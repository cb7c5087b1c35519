//! Screen models
//!
//! Each view owns a [`ViewScope`](crate::scope::ViewScope); dropping the
//! view cancels whatever it still has in flight.

pub mod attendance;
pub mod dashboard;
pub mod employee_list;

pub use attendance::AttendanceView;
pub use dashboard::{DashboardStats, DashboardView};
pub use employee_list::{EmployeeFilters, EmployeeListView};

• • • •

* _What the exercise asks_: Exactly reproduce the material above.

* _Result of the task_:
repository cb7c5087b1c35519
//! Screen models
//!
//! Each view owns a [`ViewScope`](crate::scope::ViewScope); dropping the
//! view cancels whatever it still has in flight.

pub mod attendance;
pub mod dashboard;
pub mod employee_list;

pub use attendance::AttendanceView;
pub use dashboard::{DashboardStats, DashboardView};
pub use employee_list::{EmployeeFilters, EmployeeListView};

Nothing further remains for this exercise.